Think of a spider's web. A spider's web is made up of lots of individual strands, but which is the most important?

Perhaps it's the top most strand connecting to the tree because if all else fails the web could (sort of) hang from it...

Perhaps it's the strand that the spider is currently sitting on...

Perhaps it's the strand that just caught a juicy fly because.... well... dinner...

Perhaps it's the first strand the spider spun because everything else was built upon it...

The reality is that while there are arguments to be made for each of these answers, none are definitive. We could spend hours arguing the merits of each and never reach an answer that we agree upon, let alone one that's right!

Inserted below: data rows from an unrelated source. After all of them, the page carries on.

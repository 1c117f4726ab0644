//! Route registration and error-to-status mapping.

use actix_web::{HttpResponse, web};
use serde::Serialize;
use taskdeck_core::Error;

mod tags;
mod tasks;
mod users;

pub fn configure(cfg: &mut web::ServiceConfig) {
    cfg.service(
        web::scope("/api")
            .service(
                web::resource("/tasks")
                    .route(web::get().to(tasks::list))
                    .route(web::post().to(tasks::create)),
            )
            .service(
                web::resource("/tasks/{id}")
                    .route(web::get().to(tasks::get))
                    .route(web::patch().to(tasks::update))
                    .route(web::put().to(tasks::update))
                    .route(web::delete().to(tasks::delete)),
            )
            .service(web::resource("/tags").route(web::get().to(tags::list)))
            .service(
                web::resource("/tags/{id}")
                    .route(web::get().to(tags::get))
                    .route(web::delete().to(tags::delete)),
            )
            .service(web::resource("/users").route(web::post().to(users::create)))
            .service(web::resource("/users/{id}").route(web::delete().to(users::delete))),
    );
}

#[derive(Serialize)]
struct Detail {
    detail: String,
}

/// Map a core error onto its HTTP representation.
///
/// Storage failures are logged and reported opaquely; SQLite error text
/// never reaches a response body.
pub(crate) fn error_response(err: &Error) -> HttpResponse {
    match err {
        Error::Validation { .. } => HttpResponse::BadRequest().json(Detail {
            detail: err.to_string(),
        }),
        Error::NotFound { .. } => HttpResponse::NotFound().json(Detail {
            detail: err.to_string(),
        }),
        Error::Storage(source) => {
            tracing::error!(%source, "storage failure");
            HttpResponse::InternalServerError().json(Detail {
                detail: "storage failure".to_string(),
            })
        }
    }
}
//! Tag collection and detail handlers.
//!
//! Tags are created implicitly by the write service's resolver; this surface
//! only reads and explicitly removes them.

use actix_web::{HttpResponse, web};
use serde::Deserialize;

use taskdeck_core::db::query;
use taskdeck_core::{Error, service};

use super::error_response;
use crate::app_state::AppState;
use crate::pagination::{self, Page};

#[derive(Debug, Default, Deserialize)]
pub struct ListParams {
    page: Option<u32>,
    page_size: Option<u32>,
}

pub async fn list(state: web::Data<AppState>, params: web::Query<ListParams>) -> HttpResponse {
    let page = pagination::page_number(params.page);
    let page_size = pagination::clamp_page_size(params.page_size);

    let conn = state.conn();
    let count = match query::count_tags(&conn) {
        Ok(count) => count,
        Err(e) => return error_response(&e),
    };
    match query::list_tags(
        &conn,
        Some(page_size),
        Some(pagination::offset(page, page_size)),
    ) {
        Ok(results) => HttpResponse::Ok().json(Page::new(count, page, page_size, results)),
        Err(e) => error_response(&e),
    }
}

pub async fn get(state: web::Data<AppState>, path: web::Path<i64>) -> HttpResponse {
    let tag_id = path.into_inner();
    let conn = state.conn();
    match query::get_tag(&conn, tag_id) {
        Ok(Some(tag)) => HttpResponse::Ok().json(tag),
        Ok(None) => error_response(&Error::NotFound {
            entity: "tag",
            id: tag_id.to_string(),
        }),
        Err(e) => error_response(&e),
    }
}

pub async fn delete(state: web::Data<AppState>, path: web::Path<i64>) -> HttpResponse {
    let tag_id = path.into_inner();
    let conn = state.conn();
    match service::delete_tag(&conn, tag_id) {
        Ok(()) => HttpResponse::NoContent().finish(),
        Err(e) => error_response(&e),
    }
}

And it's pretty obvious why!

Each of the strands in the web rely upon the others for the web to work. Any strand on it's own is just a strand on it's own, and frankly, pretty useless. It's how the strands interact and relate which each other that creates the web and its ability to house and feed a spider. For those of you who want to nerd out on this, that's called an emergent property.

This is exactly how the human body works. It is made up of lots of individual bits that all work together to create the whole and all the amazing things that we're all capable of. 

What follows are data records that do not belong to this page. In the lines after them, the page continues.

use alloc::collections::VecDeque;
use alloc::string::{String, ToString};

use crate::common::InputError;

/// Source of raw input lines for the game loop.
pub trait InputSource {
    /// Next line, or `None` at end of input. No interpretation is done here.
    fn read_line(&mut self) -> anyhow::Result<Option<String>>;
}

/// Input served from a fixed list of lines.
#[derive(Debug, Clone, Default)]
pub struct ScriptedInput {
    lines: VecDeque<String>,
}

impl ScriptedInput {
    pub fn new<I, S>(lines: I) -> Self
    where
        I: IntoIterator<Item = S>,
        S: Into<String>,
    {
        Self {
            lines: lines.into_iter().map(Into::into).collect(),
        }
    }

    /// Lines not yet read.
    pub fn remaining(&self) -> usize {
        self.lines.len()
    }
}

impl InputSource for ScriptedInput {
    fn read_line(&mut self) -> anyhow::Result<Option<String>> {
        Ok(self.lines.pop_front())
    }
}

/// Parse a raw line as a column id.
///
/// One trailing line terminator (`\n`, `\r\n` or `\r`) is dropped;
/// everything else must be ASCII digits. Empty lines, signs and whitespace
/// are rejected rather than read as 0.
pub fn parse_column(line: &str) -> Result<usize, InputError> {
    let text = line
        .strip_suffix("\r\n")
        .or_else(|| line.strip_suffix('\n'))
        .or_else(|| line.strip_suffix('\r'))
        .unwrap_or(line);
    if text.is_empty() || !text.bytes().all(|b| b.is_ascii_digit()) {
        return Err(InputError::NotANumber(text.to_string()));
    }
    // all digits but wider than usize
    text.parse()
        .map_err(|_| InputError::NotANumber(text.to_string()))
}

#[cfg(test)]
mod tests {
    use super::*;

    #[test]
    fn parses_plain_digits() {
        assert_eq!(parse_column("2"), Ok(2));
        assert_eq!(parse_column("2\n"), Ok(2));
        assert_eq!(parse_column("2\r\n"), Ok(2));
        assert_eq!(parse_column("2\r"), Ok(2));
        assert_eq!(parse_column("007"), Ok(7));
        assert_eq!(parse_column("100"), Ok(100));
    }

    #[test]
    fn rejects_non_digits() {
        for line in ["", "\n", "-5", "wow", "5star", " 2", "2 ", "+3", "1.0", "2\n\n", "\r"] {
            assert!(
                matches!(parse_column(line), Err(InputError::NotANumber(_))),
                "{:?} should be rejected",
                line
            );
        }
    }

    #[test]
    fn rejects_overflow() {
        assert!(parse_column("99999999999999999999999999").is_err());
    }

    #[test]
    fn scripted_input_drains_in_order() {
        let mut input = ScriptedInput::new(["a", "b"]);
        assert_eq!(input.remaining(), 2);
        assert_eq!(input.read_line().unwrap().as_deref(), Some("a"));
        assert_eq!(input.read_line().unwrap().as_deref(), Some("b"));
        assert_eq!(input.read_line().unwrap(), None);
    }
}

It's also how exercise works. A healthy human body is best developed through a wide variety of natural human movements. Collectively those movements come together to stimulate the body to develop strength, speed, agility, coordination, flexibility, mobility and so on. 

When we go and look for the one/ three/ five best exercises for anything, what we're doing is the same as a spider that tries to build a web out of one, three or five strands. Yes, it's better than no web, but it's a far cry from a complete web. 

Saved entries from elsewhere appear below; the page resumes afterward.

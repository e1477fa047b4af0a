use alloc::string::{String, ToString};
use core::fmt;

use crate::common::{BoardError, PlayerId};
use crate::render::PlayerMarks;

pub const DEFAULT_WIDTH: usize = 7;
pub const DEFAULT_HEIGHT: usize = 6;
/// Number of connected pieces needed to win.
pub const CONNECT: usize = 4;
/// Glyph printed for empty cells; player marks may not use it.
pub const EMPTY_GLYPH: &str = ".";
pub const DEFAULT_MARKS: [&str; 2] = ["X", "O"];

/// Parameters used to build a [`crate::Game`].
#[derive(Debug, Clone, PartialEq, Eq)]
pub struct GameConfig {
    pub width: usize,
    pub height: usize,
    pub marks: [String; 2],
    pub first_player: u8,
    /// Pre-seeded grid in notation form, see [`crate::Board::from_notation`].
    pub grid: Option<String>,
}

impl Default for GameConfig {
    fn default() -> Self {
        Self {
            width: DEFAULT_WIDTH,
            height: DEFAULT_HEIGHT,
            marks: DEFAULT_MARKS.map(|m| m.to_string()),
            first_player: PlayerId::FIRST.id(),
            grid: None,
        }
    }
}

impl GameConfig {
    /// Check marks and starting player. Board dimensions are checked when
    /// the board is built.
    pub fn validate(&self) -> Result<(), ConfigError> {
        self.player_marks()?;
        if PlayerId::new(self.first_player).is_none() {
            return Err(ConfigError::InvalidPlayer(self.first_player));
        }
        Ok(())
    }

    /// The configured marks, checked by [`PlayerMarks::new`].
    pub fn player_marks(&self) -> Result<PlayerMarks, ConfigError> {
        PlayerMarks::try_from(self.marks.clone())
    }
}

/// Errors returned when a [`GameConfig`] cannot produce a game.
#[derive(Debug, Clone, PartialEq, Eq)]
pub enum ConfigError {
    /// Not exactly one character, or equal to the empty-cell glyph.
    InvalidMark(String),
    DuplicateMarks,
    InvalidPlayer(u8),
    Board(BoardError),
}

impl From<BoardError> for ConfigError {
    fn from(err: BoardError) -> Self {
        ConfigError::Board(err)
    }
}

impl fmt::Display for ConfigError {
    fn fmt(&self, f: &mut fmt::Formatter<'_>) -> fmt::Result {
        match self {
            ConfigError::InvalidMark(mark) => write!(
                f,
                "Invalid player mark '{}': must be a single character other than '{}'",
                mark, EMPTY_GLYPH
            ),
            ConfigError::DuplicateMarks => write!(f, "Both players have the same mark"),
            ConfigError::InvalidPlayer(id) => write!(f, "Starting player must be 0 or 1, got {}", id),
            ConfigError::Board(e) => write!(f, "Board error: {}", e),
        }
    }
}

#[cfg(feature = "std")]
impl std::error::Error for ConfigError {}
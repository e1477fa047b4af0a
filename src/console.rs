#![cfg(feature = "std")]

//! Terminal front end: stdin-backed input and a plain-text renderer.

use std::io::{self, BufRead, Write};
use std::string::String;
use std::vec::Vec;

use crate::common::{Cell, GameResult, InputError, PlayerId};
use crate::input::InputSource;
use crate::render::{format_rows, PlayerMarks, Renderer};

const CLEAR_SCREEN: &str = "\x1B[2J\x1B[H";

/// Reads lines from any buffered reader, stdin by default.
pub struct LineInput<R> {
    reader: R,
}

impl LineInput<io::StdinLock<'static>> {
    pub fn stdin() -> Self {
        Self::new(io::stdin().lock())
    }
}

impl<R: BufRead> LineInput<R> {
    pub fn new(reader: R) -> Self {
        Self { reader }
    }
}

impl<R: BufRead> InputSource for LineInput<R> {
    fn read_line(&mut self) -> anyhow::Result<Option<String>> {
        let mut line = String::new();
        if self.reader.read_line(&mut line)? == 0 {
            return Ok(None);
        }
        Ok(Some(line))
    }
}

/// Writes boards and messages as plain text.
pub struct ConsoleRenderer<W> {
    out: W,
    clear_screen: bool,
}

impl ConsoleRenderer<io::Stdout> {
    pub fn stdout() -> Self {
        Self::new(io::stdout())
    }
}

impl<W: Write> ConsoleRenderer<W> {
    /// Renderer that never clears the screen.
    pub fn new(out: W) -> Self {
        Self {
            out,
            clear_screen: false,
        }
    }

    /// Clear the terminal before each board.
    pub fn with_clear_screen(mut self, clear: bool) -> Self {
        self.clear_screen = clear;
        self
    }

    pub fn into_inner(self) -> W {
        self.out
    }
}

impl<W: Write> Renderer for ConsoleRenderer<W> {
    fn render(&mut self, rows: &[Vec<Cell>], marks: &PlayerMarks) -> anyhow::Result<()> {
        if self.clear_screen {
            write!(self.out, "{}", CLEAR_SCREEN)?;
        }
        write!(self.out, "{}", format_rows(rows, marks))?;
        self.out.flush()?;
        Ok(())
    }

    fn introduce(&mut self) -> anyhow::Result<()> {
        writeln!(self.out, "Welcome to Connect Four!")?;
        Ok(())
    }

    fn prompt(&mut self, _player: PlayerId) -> anyhow::Result<()> {
        write!(
            self.out,
            "Enter the id of the column you would like to put a mark in: "
        )?;
        self.out.flush()?;
        Ok(())
    }

    fn input_error(&mut self, _error: &InputError) -> anyhow::Result<()> {
        writeln!(self.out, "Input Error!")?;
        Ok(())
    }

    fn announce(&mut self, result: GameResult) -> anyhow::Result<()> {
        match result {
            GameResult::Win(player) => writeln!(self.out, "Player {} wins!", player)?,
            GameResult::Tie => writeln!(self.out, "There's finally a tie!")?,
            GameResult::InProgress => {}
        }
        self.out.flush()?;
        Ok(())
    }
}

That's why there's no one/ three/ or five best exercises for the human body or any part of it.

Before we go, we're going to pre-empt and address a possible rebuttal to our post.

I predict that some people will read this and think, "I'm really short on time, so I want the one best exercise for whatever so as to get the best results for a limited amount of time." Put another way, these people might want to do an 80:20 analysis of their movement to find the 20% of the movement that gives 80% of the results. They might feel that "the one best exercise for..." is the way to do that. That thinking is somewhat logical, but it also slightly missed the point for two reasons. Let us explain why.

Here's the first reason.

Remember that spider's web? The one we're imagining has hundreds of strands in it. 20% of the most important strands in that web would make an ok web, but it would take 20 strands, not one, three of five strands. And that's where doing an 80:20 analysis of exercise using "the one best exercise for..." goes wrong. One, three or five exercises aren't 20% of the variety of movement that the body needs, they're 1% of the variety, and hence you don't get 80% of the results. If you want to use an 80:20 analysis to find the best 20% of movement for your body, you need to remember that 20% of the variety of movement that your body wants is still a lot of different movements.

And that brings us to the second reason.

Remember when the spider made its web from the most important 20% of the strands? Well, what made those strands the 20% that were most important?

It was how they related to each other to form the simplified web. The individual properties of each strand did not matter, simply that they could come together to build the best web given the constraints.

When we look at articles proclaiming "the one/ three/ five best exercises for...", we're looking at strands in isolation, not in how they'll fit together to build a healthy body. It's far more important to consider how everything fits together than it is to consider the individual components.

And that really does bring us to the end of this post, so let's recap a few important takeaway messages.

1.     The body wants lots of variety of movement. Far more than we probably expect.

2.     It's how those movements relate to each other that makes for a healthy movement practise, not the movements themselves. So spend a little less time looking for the perfect movement and more time figuring out how it all fits together.

Happy moving!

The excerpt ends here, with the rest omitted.